Лучшей загадке не суждено было стать его единственным и последним подарком — но он ещё мог раскрыть правду — приемлемую её часть. Сделать так, чтобы белые пятна этой истории никогда больше не тревожили Шерлока Холмса, оставаясь прошедшим и прошлым. Прощание вместо прощения.


Если задумываться о предопределенности, его фраза могла бы прозвучать в иной ситуации. Уильям даже мог представить это — смешок, мягкость тона, тепло чужих рук. Может быть, далёкая от невинности провокация дыханием на шее.

Может быть, в ином мире даже фразе не нужно было меняться — достаточно оказалось бы обстоятельств. 

Но здесь их обстоятельства были продуманны и выверены — разумеется, преднамеренно.

Забегая вперёд, после он задумывался, что в тот момент совсем не фраза владела его мыслями. Если быть честным, он, вероятно, легко бы пошёл против уз, расчерти судьба его руку чем-то иным, чьим-то другим почерком — он выбрал бы Шерлока сам и без всяких уз. А предсказав дальнейшее, наверняка нашёл бы способ всё переиграть. Для него и тогда всё было просто — Шерлок должен был жить, необходимый миру, и точно уж не пытаться, рискуя собой, спасти преступника. Путеводная ли нить или луч света, что до эгоизма — он хотел, чтобы Шерлок оставался жив. 

Забегая вперёд сильнее, он порой думал об абсурдности этого поступка, о риске и отчаянии, а потом Шерлок сквозь сон бдительно притягивал его ближе, и это не было ответом и не было решением, просто — было, и иногда было достаточно, чтобы позволить себе закрыть глаза.



Пахло лауданумом и крахмалом.

Собственное тело сразу показалось непомерно тяжёлым. Что-то сдавливало виски, и он потянулся убрать это, содрать с себя. Свет, пробивающийся сквозь шторы, резал глаза. 

Его левая рука была перебинтована, осознал он потом, но сейчас ему требовалось проверить свою догадку, и она подтвердилась — когда ладонь закрыла половину лица, свет погас. 

Он не помнил удара об воду, но, кажется, помнил холод. Тот преследовал и сейчас, и Уильям поежился.

Очевидно, он был не в Лондоне. Не в Англии — они были, если только, отвергая бритву Оккама, не предположить, что за ним присматривал темноволосый и кудрявый незнакомец со множеством пагубных привычек.

Небольшая аккуратная комната — безликая и чистая. Сколько прошло времени? 

Не меньше двух месяцев. 

Ему… нужно было на воздух.

Никто не остановил его, будто не замечая — словно Уильяму не повезло обратиться призраком. Стало бы тогда больше страшных историй о нём? Навряд ли. 

Люди переговаривались между собой — Америка, Нью-Йорк, отловил он автоматически — кто-то тащил стопку белья, кто-то катил перед собой тележку с пресной больничной едой. От запаха его сразу же замутило.

На крыше в лицо сразу же ударил ветер, путая волосы — и сразу следом по щеке хлестнул угол сыроватой белой простыни. Он отодвинул её рукой, левой, перебинтованной — точнее сказать, потянулся отодвинуть, но замер, невидяще всматриваясь в бинты.

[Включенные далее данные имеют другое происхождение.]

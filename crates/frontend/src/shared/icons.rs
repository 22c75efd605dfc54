use leptos::prelude::*;

pub fn icon(name: &str) -> AnyView {
    match name {
        "plus" => view! {
            <svg width="16" height="16" viewBox="0 0 24 24" fill="none" stroke="currentColor" stroke-width="2" stroke-linecap="round" stroke-linejoin="round" aria-hidden="true">
                <line x1="12" y1="5" x2="12" y2="19"/>
                <line x1="5" y1="12" x2="19" y2="12"/>
            </svg>
        }.into_any(),
        "edit" => view! {
            <svg width="16" height="16" viewBox="0 0 24 24" fill="none" stroke="currentColor" stroke-width="2" stroke-linecap="round" stroke-linejoin="round" aria-hidden="true">
                <path d="M12 20h9"/>
                <path d="M16.5 3.5a2.121 2.121 0 0 1 3 3L7 19l-4 1 1-4L16.5 3.5z"/>
            </svg>
        }.into_any(),
        "x" => view! {
            <svg width="16" height="16" viewBox="0 0 24 24" fill="none" stroke="currentColor" stroke-width="2" stroke-linecap="round" stroke-linejoin="round" aria-hidden="true">
                <line x1="18" y1="6" x2="6" y2="18"/>
                <line x1="6" y1="6" x2="18" y2="18"/>
            </svg>
        }.into_any(),
        "refresh" => view! {
            <svg width="16" height="16" viewBox="0 0 24 24" fill="none" stroke="currentColor" stroke-width="2" stroke-linecap="round" stroke-linejoin="round" aria-hidden="true">
                <polyline points="23 4 23 10 17 10"/>
                <polyline points="1 20 1 14 7 14"/>
                <path d="M3.51 9a9 9 0 0 1 14.85-3.36L23 10M1 14l4.64 4.36A9 9 0 0 0 20.49 15"/>
            </svg>
        }.into_any(),
        "eye" => view! {
            <svg width="16" height="16" viewBox="0 0 24 24" fill="none" stroke="currentColor" stroke-width="2" stroke-linecap="round" stroke-linejoin="round" aria-hidden="true">
                <path d="M1 12s4-8 11-8 11 8 11 8-4 8-11 8-11-8-11-8z"/>
                <circle cx="12" cy="12" r="3"/>
            </svg>
        }.into_any(),
        "filter" => view! {
            <svg width="16" height="16" viewBox="0 0 24 24" fill="none" stroke="currentColor" stroke-width="2" stroke-linecap="round" stroke-linejoin="round" aria-hidden="true">
                <polygon points="22 3 2 3 10 12.46 10 19 14 21 14 12.46 22 3"/>
            </svg>
        }.into_any(),
        _ => view! {
            <svg width="16" height="16" viewBox="0 0 24 24" fill="none" stroke="currentColor" stroke-width="2" stroke-linecap="round" stroke-linejoin="round" aria-hidden="true">
                <circle cx="12" cy="12" r="10"/>
                <path d="M12 8v4l3 3"/>
            </svg>
        }.into_any(),
    }
}
//! Derivations behind the read-mostly "Просмотр" form.
//!
//! Field definitions and line items come from two unrelated collections. The
//! N-th definition (zero-based) is paired with the line item whose id is
//! `N + 1`; the definitions' own identifiers play no part in the join.

use std::collections::{BTreeMap, HashMap};

use super::aggregate::{FieldDefinition, LineItem};

/// Loading phase of the form. Only ever moves from `Loading` to `Ready`.
#[derive(Debug, Clone, Copy, PartialEq, Eq, Default)]
pub enum FormPhase {
    #[default]
    Loading,
    Ready,
}

impl FormPhase {
    /// Advance once both collections have arrived non-empty
    pub fn advance(self, field_count: usize, line_count: usize) -> Self {
        match self {
            Self::Ready => Self::Ready,
            Self::Loading if field_count > 0 && line_count > 0 => Self::Ready,
            Self::Loading => Self::Loading,
        }
    }

    pub fn is_ready(self) -> bool {
        self == Self::Ready
    }
}

/// One rendered row: an editable total and two read-only counts
#[derive(Debug, Clone, PartialEq, Eq, Hash)]
pub struct FormRow {
    pub name: String,
    pub input_id: String,
    pub input_type: String,
    pub total: String,
    pub target: String,
    pub distribution: String,
}

/// Empty value per field definition, keyed by field name
pub fn initial_values(fields: &[FieldDefinition]) -> BTreeMap<String, String> {
    fields
        .iter()
        .map(|f| (f.name.clone(), String::new()))
        .collect()
}

/// Store what was typed into a row's total input. The input itself keeps
/// showing [`FormRow::total`]; only the submitted values change.
pub fn record_input(values: &mut BTreeMap<String, String>, name: &str, typed: String) {
    values.insert(name.to_string(), typed);
}

/// Join definitions to line items by position. A row without a matching line
/// item shows empty strings in all three inputs.
pub fn build_rows(fields: &[FieldDefinition], lines: &[LineItem]) -> Vec<FormRow> {
    let by_id: HashMap<i64, &LineItem> = lines
        .iter()
        .map(|l| (l.f_pers_young_spec_line_id, l))
        .collect();

    fields
        .iter()
        .enumerate()
        .map(|(index, field)| {
            let line = by_id.get(&(index as i64 + 1));
            FormRow {
                name: field.name.clone(),
                input_id: field.id.map(|id| id.to_string()).unwrap_or_default(),
                input_type: field
                    .input_type
                    .clone()
                    .unwrap_or_else(|| "text".to_string()),
                total: line.map(|l| l.total().to_string()).unwrap_or_default(),
                target: line
                    .and_then(|l| l.target_count)
                    .map(|v| v.to_string())
                    .unwrap_or_default(),
                distribution: line
                    .and_then(|l| l.distribution_count)
                    .map(|v| v.to_string())
                    .unwrap_or_default(),
            }
        })
        .collect()
}

#[cfg(test)]
mod tests {
    use super::*;

    fn field(name: &str) -> FieldDefinition {
        FieldDefinition {
            name: name.to_string(),
            ..Default::default()
        }
    }

    fn line(id: i64, target: i64, distribution: i64) -> LineItem {
        LineItem {
            f_pers_young_spec_line_id: id,
            target_count: Some(target),
            distribution_count: Some(distribution),
        }
    }

    #[test]
    fn test_rows_sum_counts() {
        let rows = build_rows(&[field("a"), field("b")], &[line(1, 1, 2), line(2, 1, 2)]);
        assert_eq!(rows.len(), 2);
        for row in &rows {
            assert_eq!(row.total, "3");
            assert_eq!(row.target, "1");
            assert_eq!(row.distribution, "2");
            assert_eq!(row.input_type, "text");
        }
    }

    #[test]
    fn test_join_ignores_definition_ids_and_line_order() {
        let fields = vec![
            FieldDefinition {
                id: Some(2),
                name: "first".into(),
                input_type: Some("number".into()),
            },
            FieldDefinition {
                id: Some(1),
                name: "second".into(),
                input_type: None,
            },
        ];
        let rows = build_rows(&fields, &[line(2, 10, 20), line(1, 1, 1)]);
        assert_eq!(rows[0].total, "2");
        assert_eq!(rows[0].input_id, "2");
        assert_eq!(rows[0].input_type, "number");
        assert_eq!(rows[1].total, "30");
    }

    #[test]
    fn test_missing_line_renders_empty() {
        let rows = build_rows(&[field("a"), field("b")], &[line(1, 0, 0)]);
        assert_eq!(rows[0].total, "0");
        assert_eq!(rows[1].total, "");
        assert_eq!(rows[1].target, "");
        assert_eq!(rows[1].distribution, "");
    }

    #[test]
    fn test_null_counts_render_empty_cells() {
        let lines = vec![LineItem {
            f_pers_young_spec_line_id: 1,
            target_count: None,
            distribution_count: Some(2),
        }];
        let rows = build_rows(&[field("a")], &lines);
        assert_eq!(rows[0].total, "2");
        assert_eq!(rows[0].target, "");
        assert_eq!(rows[0].distribution, "2");
    }

    #[test]
    fn test_typed_input_changes_values_not_total() {
        let fields = [field("a"), field("b")];
        let lines = [line(1, 1, 2)];
        let mut values = initial_values(&fields);

        record_input(&mut values, "a", "17".into());

        assert_eq!(values.get("a").map(String::as_str), Some("17"));
        assert_eq!(values.get("b").map(String::as_str), Some(""));
        assert_eq!(build_rows(&fields, &lines)[0].total, "3");
    }

    #[test]
    fn test_initial_values() {
        let values = initial_values(&[field("a"), field("b")]);
        assert_eq!(values.len(), 2);
        assert_eq!(values.get("a").map(String::as_str), Some(""));
    }

    #[test]
    fn test_phase_moves_forward_only() {
        let phase = FormPhase::default();
        assert_eq!(phase.advance(2, 0), FormPhase::Loading);
        assert_eq!(phase.advance(0, 2), FormPhase::Loading);
        let ready = phase.advance(1, 1);
        assert!(ready.is_ready());
        assert_eq!(ready.advance(0, 0), FormPhase::Ready);
    }
}
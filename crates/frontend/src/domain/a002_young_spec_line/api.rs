use std::collections::BTreeMap;

use contracts::domain::a001_young_spec::metadata::ENTITY;
use contracts::domain::a002_young_spec_line::aggregate::{
    FIELD_DEFINITIONS_COLLECTION, LINE_ITEMS_COLLECTION,
};
use contracts::domain::a002_young_spec_line::{FieldDefinition, LineItem};
use contracts::shared::NetworkError;
use gloo_net::http::Request;
use web_sys::AbortSignal;

use crate::shared::api_utils::{api_url, ensure_ok, map_send_error, read_json};

fn collection_url(collection: &str) -> String {
    api_url(&format!("/{collection}"))
}

/// Field definitions (one per form row)
pub async fn fetch_field_definitions(
    signal: Option<&AbortSignal>,
) -> Result<Vec<FieldDefinition>, NetworkError> {
    let response = Request::get(&collection_url(FIELD_DEFINITIONS_COLLECTION))
        .abort_signal(signal)
        .send()
        .await
        .map_err(map_send_error)?;

    ensure_ok(&response, "Failed to fetch form fields")?;
    read_json(response).await
}

/// Target/distribution counts
pub async fn fetch_line_items(
    signal: Option<&AbortSignal>,
) -> Result<Vec<LineItem>, NetworkError> {
    let response = Request::get(&collection_url(LINE_ITEMS_COLLECTION))
        .abort_signal(signal)
        .send()
        .await
        .map_err(map_send_error)?;

    ensure_ok(&response, "Failed to fetch line data")?;
    read_json(response).await
}

/// Post the form values to the record collection. The response body is ignored.
pub async fn submit_form(
    values: &BTreeMap<String, String>,
    signal: Option<&AbortSignal>,
) -> Result<(), NetworkError> {
    let response = Request::post(&collection_url(ENTITY.collection_name))
        .abort_signal(signal)
        .json(values)
        .map_err(map_send_error)?
        .send()
        .await
        .map_err(map_send_error)?;

    ensure_ok(&response, "Failed to submit form")
}
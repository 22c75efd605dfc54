use gloo_timers::future::TimeoutFuture;
use leptos::ev;
use leptos::prelude::*;
use wasm_bindgen_futures::spawn_local;

/// Modal frame container (overlay + positioned surface).
///
/// Renders no header or actions of its own; the hosted dialog draws them.
#[component]
pub fn ModalFrame(
    /// Called when the modal should close (overlay click).
    on_close: Callback<()>,
    /// Close when clicking on the overlay (default: true).
    #[prop(optional)]
    close_on_overlay: Option<bool>,
    /// Extra class for the modal surface (`div.modal`).
    #[prop(optional, into)]
    modal_class: Option<String>,
    children: Children,
) -> impl IntoView {
    let close_on_overlay = close_on_overlay.unwrap_or(true);
    let overlay_mouse_down = RwSignal::new(false);

    let is_direct_overlay_event = |ev: &ev::MouseEvent| -> bool {
        match (ev.target(), ev.current_target()) {
            (Some(t), Some(ct)) => t == ct,
            _ => false,
        }
    };

    // Only close if both press and release happened on the overlay itself,
    // so a text selection dragged outside the dialog does not close it.
    let handle_overlay_mouse_down = move |ev: ev::MouseEvent| {
        overlay_mouse_down.set(is_direct_overlay_event(&ev));
    };

    let handle_overlay_click = move |ev: ev::MouseEvent| {
        let should_close =
            close_on_overlay && overlay_mouse_down.get() && is_direct_overlay_event(&ev);
        overlay_mouse_down.set(false);
        if should_close {
            // Defer to the next tick: the overlay is removed by the close itself.
            spawn_local(async move {
                TimeoutFuture::new(0).await;
                on_close.run(());
            });
        }
    };

    let surface_class = match modal_class {
        Some(cls) => format!("modal {cls}"),
        None => "modal".to_string(),
    };

    view! {
        <div
            class="modal-overlay"
            on:mousedown=handle_overlay_mouse_down
            on:click=handle_overlay_click
        >
            <div
                class=surface_class
                style="position: relative;"
                on:click=move |ev: ev::MouseEvent| ev.stop_propagation()
            >
                {children()}
            </div>
        </div>
    }
}
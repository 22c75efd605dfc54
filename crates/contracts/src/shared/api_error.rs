use thiserror::Error;

/// Failure of a single request to the backend.
///
/// Every failure is terminal for its attempt: nothing retries.
#[derive(Debug, Clone, PartialEq, Eq, Error)]
pub enum NetworkError {
    #[error("Не удалось отправить запрос: {0}")]
    Transport(String),

    #[error("{context}: HTTP {status}")]
    Status { status: u16, context: &'static str },

    #[error("Не удалось разобрать ответ: {0}")]
    Decode(String),

    #[error("Не удалось сформировать запрос: {0}")]
    Serialize(String),

    #[error("Запрос отменён")]
    Aborted,
}

impl NetworkError {
    pub fn is_aborted(&self) -> bool {
        matches!(self, Self::Aborted)
    }
}

impl From<serde_json::Error> for NetworkError {
    fn from(err: serde_json::Error) -> Self {
        Self::Serialize(err.to_string())
    }
}
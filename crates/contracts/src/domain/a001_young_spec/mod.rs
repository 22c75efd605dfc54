pub mod aggregate;
pub mod metadata;
pub mod validation;

pub use aggregate::YoungSpecRecord;
pub use validation::{validate_record, ValidationErrors};
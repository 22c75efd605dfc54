//! Metadata for entity collections and their grid columns

pub mod types;

pub use types::*;
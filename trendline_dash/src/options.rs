//! Trendline-detection options and the user overrides layered on top of them.

use chrono::NaiveDate;
use serde::{Deserialize, Serialize};

/// Detection engines refuse lines through fewer anchors than this.
pub const MINIMUM_POINTS_FLOOR: u32 = 2;

/// Options handed verbatim to the trendline-detection engine.
#[derive(Debug, Clone, PartialEq, Eq, Serialize, Deserialize)]
#[serde(default, deny_unknown_fields)]
pub struct TrendlineOptions {
    pub first_point_must_be_pivot: bool,
    pub last_point_must_be_pivot: bool,
    pub all_points_must_be_pivots: bool,
    pub must_include_global_extremum: bool,
    pub minimum_points: u32,
    pub ignore_breakout_lines: bool,
    /// Only scan bars from this date on; `None` scans the whole series.
    #[serde(skip_serializing_if = "Option::is_none")]
    pub scan_from_date: Option<NaiveDate>,
}

impl Default for TrendlineOptions {
    fn default() -> Self {
        Self {
            first_point_must_be_pivot: true,
            last_point_must_be_pivot: true,
            all_points_must_be_pivots: true,
            must_include_global_extremum: false,
            minimum_points: 3,
            ignore_breakout_lines: true,
            scan_from_date: None,
        }
    }
}

/// Names of the individual options, used by profiles to mark which ones a user may change.
#[derive(Debug, Clone, Copy, PartialEq, Eq, Hash, Serialize, Deserialize)]
#[serde(rename_all = "snake_case")]
pub enum OptionKey {
    FirstPointMustBePivot,
    LastPointMustBePivot,
    AllPointsMustBePivots,
    MustIncludeGlobalExtremum,
    MinimumPoints,
    IgnoreBreakoutLines,
    ScanFromDate,
}

impl OptionKey {
    /// The option's field name, as spelled in profiles and requests.
    pub fn as_str(self) -> &'static str {
        match self {
            OptionKey::FirstPointMustBePivot => "first_point_must_be_pivot",
            OptionKey::LastPointMustBePivot => "last_point_must_be_pivot",
            OptionKey::AllPointsMustBePivots => "all_points_must_be_pivots",
            OptionKey::MustIncludeGlobalExtremum => "must_include_global_extremum",
            OptionKey::MinimumPoints => "minimum_points",
            OptionKey::IgnoreBreakoutLines => "ignore_breakout_lines",
            OptionKey::ScanFromDate => "scan_from_date",
        }
    }
}

/// Values a user picked in the UI; `None` keeps the profile default.
#[derive(Debug, Clone, Default, PartialEq, Eq, Serialize, Deserialize)]
#[serde(default, deny_unknown_fields)]
pub struct OptionOverrides {
    pub first_point_must_be_pivot: Option<bool>,
    pub last_point_must_be_pivot: Option<bool>,
    pub all_points_must_be_pivots: Option<bool>,
    pub must_include_global_extremum: Option<bool>,
    pub minimum_points: Option<u32>,
    pub ignore_breakout_lines: Option<bool>,
    pub scan_from_date: Option<NaiveDate>,
}

impl OptionOverrides {
    /// Keys the user actually set.
    pub fn keys(&self) -> Vec<OptionKey> {
        let mut keys = Vec::new();
        if self.first_point_must_be_pivot.is_some() {
            keys.push(OptionKey::FirstPointMustBePivot);
        }
        if self.last_point_must_be_pivot.is_some() {
            keys.push(OptionKey::LastPointMustBePivot);
        }
        if self.all_points_must_be_pivots.is_some() {
            keys.push(OptionKey::AllPointsMustBePivots);
        }
        if self.must_include_global_extremum.is_some() {
            keys.push(OptionKey::MustIncludeGlobalExtremum);
        }
        if self.minimum_points.is_some() {
            keys.push(OptionKey::MinimumPoints);
        }
        if self.ignore_breakout_lines.is_some() {
            keys.push(OptionKey::IgnoreBreakoutLines);
        }
        if self.scan_from_date.is_some() {
            keys.push(OptionKey::ScanFromDate);
        }
        keys
    }
}

impl TrendlineOptions {
    /// Applies the overrides whose key `allowed` accepts, leaving the rest at `self`.
    pub fn with_overrides(
        &self,
        overrides: &OptionOverrides,
        allowed: impl Fn(OptionKey) -> bool,
    ) -> TrendlineOptions {
        fn pick<T: Clone>(current: &T, over: &Option<T>, ok: bool) -> T {
            match over {
                Some(v) if ok => v.clone(),
                _ => current.clone(),
            }
        }

        TrendlineOptions {
            first_point_must_be_pivot: pick(
                &self.first_point_must_be_pivot,
                &overrides.first_point_must_be_pivot,
                allowed(OptionKey::FirstPointMustBePivot),
            ),
            last_point_must_be_pivot: pick(
                &self.last_point_must_be_pivot,
                &overrides.last_point_must_be_pivot,
                allowed(OptionKey::LastPointMustBePivot),
            ),
            all_points_must_be_pivots: pick(
                &self.all_points_must_be_pivots,
                &overrides.all_points_must_be_pivots,
                allowed(OptionKey::AllPointsMustBePivots),
            ),
            must_include_global_extremum: pick(
                &self.must_include_global_extremum,
                &overrides.must_include_global_extremum,
                allowed(OptionKey::MustIncludeGlobalExtremum),
            ),
            minimum_points: pick(
                &self.minimum_points,
                &overrides.minimum_points,
                allowed(OptionKey::MinimumPoints),
            ),
            ignore_breakout_lines: pick(
                &self.ignore_breakout_lines,
                &overrides.ignore_breakout_lines,
                allowed(OptionKey::IgnoreBreakoutLines),
            ),
            scan_from_date: match overrides.scan_from_date {
                Some(d) if allowed(OptionKey::ScanFromDate) => Some(d),
                _ => self.scan_from_date,
            },
        }
    }
}
use async_trait::async_trait;
use reqwest::{Client, StatusCode, header};
use shared_utils::env::optional_env_var;
use tracing::{debug, warn};

use crate::{
    models::{
        bar::{Bar, BarSeries},
        request_params::BarsRequestParams,
        timeframe::TimeFrame,
    },
    providers::{
        ApiSnafu, DataProvider, ProviderError, ProviderInitError,
        yahoo_chart::response::{ChartEnvelope, ChartRow},
    },
};

const BASE_URL: &str = "https://query1.finance.yahoo.com/v8/finance/chart";

// The endpoint throttles requests without a browser-like agent.
const USER_AGENT: &str = "Mozilla/5.0 (X11; Linux x86_64) trendline-dash";

pub struct YahooChartProvider {
    client: Client,
    base_url: String,
    auto_adjust: bool,
}

impl YahooChartProvider {
    /// Creates a provider against the public chart endpoint.
    ///
    /// `YAHOO_CHART_URL` overrides the base URL. Prices are split/dividend
    /// adjusted unless [`with_auto_adjust`](Self::with_auto_adjust) turns it off.
    pub fn new() -> Result<Self, ProviderInitError> {
        let base_url = optional_env_var("YAHOO_CHART_URL").unwrap_or_else(|| BASE_URL.to_string());
        Self::with_base_url(base_url)
    }

    pub fn with_base_url(base_url: impl Into<String>) -> Result<Self, ProviderInitError> {
        let mut headers = header::HeaderMap::new();
        headers.insert(header::USER_AGENT, header::HeaderValue::from_static(USER_AGENT));
        let client = Client::builder().default_headers(headers).build()?;

        Ok(Self {
            client,
            base_url: base_url.into().trim_end_matches('/').to_string(),
            auto_adjust: true,
        })
    }

    pub fn with_auto_adjust(mut self, auto_adjust: bool) -> Self {
        self.auto_adjust = auto_adjust;
        self
    }

    async fn fetch_symbol(
        &self,
        symbol: &str,
        interval: &str,
        params: &BarsRequestParams,
    ) -> Result<Option<BarSeries>, ProviderError> {
        let url = format!("{}/{}", self.base_url, symbol);
        let query = [
            ("period1", params.start.timestamp().to_string()),
            ("period2", params.end.timestamp().to_string()),
            ("interval", interval.to_string()),
            ("includeAdjustedClose", "true".to_string()),
        ];
        debug!(%symbol, %url, start = %params.start, end = %params.end, "requesting chart");

        let response = self.client.get(&url).query(&query).send().await?;
        let status = response.status();

        // Unknown and delisted symbols come back as 404; that is "no data", not a failure.
        if status == StatusCode::NOT_FOUND {
            warn!(%symbol, "chart endpoint does not know this symbol");
            return Ok(None);
        }
        if !status.is_success() {
            let error_msg = response
                .text()
                .await
                .unwrap_or_else(|_| "Unknown API error".to_string());
            return ApiSnafu {
                status: status.as_u16(),
                message: error_msg,
            }
            .fail();
        }

        let envelope = response.json::<ChartEnvelope>().await?;
        if let Some(err) = envelope.chart.error {
            return ApiSnafu {
                status: status.as_u16(),
                message: format!("{}: {}", err.code, err.description.unwrap_or_default()),
            }
            .fail();
        }

        let Some(result) = envelope.chart.result.and_then(|r| r.into_iter().next()) else {
            return Ok(None);
        };
        let bars: Vec<Bar> = result.rows(self.auto_adjust).into_iter().map(into_bar).collect();

        Ok(Some(BarSeries {
            symbol: symbol.to_string(),
            timeframe: params.timeframe,
            bars,
        }))
    }
}

fn into_bar(row: ChartRow) -> Bar {
    Bar {
        timestamp: row.timestamp,
        trading_date: row.trading_date,
        open: row.open,
        high: row.high,
        low: row.low,
        close: row.close,
        volume: row.volume,
    }
}

/// The chart endpoint's `interval` value for a timeframe.
pub fn interval_param(tf: TimeFrame) -> &'static str {
    match tf {
        TimeFrame::Day => "1d",
    }
}

#[async_trait]
impl DataProvider for YahooChartProvider {
    async fn fetch_bars(&self, params: BarsRequestParams) -> Result<Vec<BarSeries>, ProviderError> {
        let interval = interval_param(params.timeframe);

        let mut result = Vec::with_capacity(params.symbols.len());
        for symbol in &params.symbols {
            if let Some(series) = self.fetch_symbol(symbol, interval, &params).await? {
                result.push(series);
            }
        }
        Ok(result)
    }
}
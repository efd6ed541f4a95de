use async_trait::async_trait;
use chrono::{DateTime, NaiveDate, Utc};
use chrono_tz::America::New_York;
use indexmap::IndexMap;
use reqwest::{Client, header};
use secrecy::{ExposeSecret, SecretString};
use shared_utils::env::{get_env_var, optional_env_var};
use tracing::debug;

use crate::{
    models::{
        bar::{Bar, BarSeries},
        request_params::BarsRequestParams,
    },
    providers::{
        ApiSnafu, DataProvider, ProviderError, ProviderInitError,
        alpaca_rest::{
            params::construct_params,
            response::{AlpacaBar, AlpacaResponse},
        },
    },
};

const BASE_URL: &str = "https://data.alpaca.markets/v2/stocks/bars";

pub struct AlpacaProvider {
    client: Client,
    base_url: String,
    _api_key: SecretString,
    _secret_key: SecretString,
}

impl AlpacaProvider {
    /// Creates a new Alpaca provider.
    ///
    /// Reads API keys from the `APCA_API_KEY_ID` and `APCA_API_SECRET_KEY`
    /// environment variables. `APCA_DATA_URL` overrides the bars endpoint.
    pub fn new() -> Result<Self, ProviderInitError> {
        let api_key = SecretString::new(get_env_var("APCA_API_KEY_ID")?.into());
        let secret_key = SecretString::new(get_env_var("APCA_API_SECRET_KEY")?.into());

        let mut headers = header::HeaderMap::new();
        headers.insert(
            "APCA-API-KEY-ID",
            header::HeaderValue::from_str(api_key.expose_secret())?,
        );
        let mut secret = header::HeaderValue::from_str(secret_key.expose_secret())?;
        secret.set_sensitive(true);
        headers.insert("APCA-API-SECRET-KEY", secret);

        let client = Client::builder().default_headers(headers).build()?;

        Ok(Self {
            client,
            base_url: optional_env_var("APCA_DATA_URL").unwrap_or_else(|| BASE_URL.to_string()),
            _api_key: api_key,
            _secret_key: secret_key,
        })
    }
}

/// US equity sessions are dated in New York time; Alpaca stamps daily bars at local midnight.
fn session_date(ts: DateTime<Utc>) -> NaiveDate {
    ts.with_timezone(&New_York).date_naive()
}

fn into_bar(ab: AlpacaBar) -> Bar {
    Bar {
        timestamp: ab.timestamp,
        trading_date: session_date(ab.timestamp),
        open: ab.open,
        high: ab.high,
        low: ab.low,
        close: ab.close,
        volume: Some(ab.volume),
    }
}

#[async_trait]
impl DataProvider for AlpacaProvider {
    async fn fetch_bars(&self, params: BarsRequestParams) -> Result<Vec<BarSeries>, ProviderError> {
        let mut all_bars: IndexMap<String, Vec<AlpacaBar>> = IndexMap::new();
        let mut next_page_token: Option<String> = None;

        loop {
            let mut query_params = construct_params(&params);
            if let Some(token) = &next_page_token {
                query_params.push(("page_token".to_string(), token.clone()));
            }

            let response = self
                .client
                .get(&self.base_url)
                .query(&query_params)
                .send()
                .await?;

            let status = response.status();
            if !status.is_success() {
                let error_msg = response
                    .text()
                    .await
                    .unwrap_or_else(|_| "Unknown API error".to_string());
                return ApiSnafu {
                    status: status.as_u16(),
                    message: error_msg,
                }
                .fail();
            }

            let alpaca_response = response.json::<AlpacaResponse>().await?;

            // Merge the bars from the current page into our collection.
            for (symbol, bars) in alpaca_response.bars.unwrap_or_default() {
                all_bars.entry(symbol).or_default().extend(bars);
            }

            // If there's a next page token, use it for the next iteration. Otherwise, we're done.
            match alpaca_response.next_page_token {
                Some(token) => {
                    debug!(page_token = %token, "following Alpaca pagination");
                    next_page_token = Some(token);
                }
                None => break,
            }
        }

        // Convert the accumulated bars into the final Vec<BarSeries>
        let result = all_bars
            .into_iter()
            .map(|(symbol, alpaca_bars)| BarSeries {
                symbol,
                timeframe: params.timeframe,
                bars: alpaca_bars.into_iter().map(into_bar).collect(),
            })
            .collect();

        Ok(result)
    }
}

Глаза немедленно защипало.

Он помнил надпись так чётко, что, вероятно, смог бы повторить, не ошибившись ни в малейшей особенности чужого почерка. Эти слова были на его коже, когда он ещё не мог их прочитать — вероятно, когда Шерлок ещё сам не смог бы написать их.

«Видишь, я поймал тебя» — и сначала он думал о детских играх, и позже о шутливых спорах, о риске или неосторожности, о преследовании, о финале плана. 

Но это не было тем, что сказал Шерлок, когда они падали.

Тёмные воды обернулись чистым листом — с одной-единственной надписью.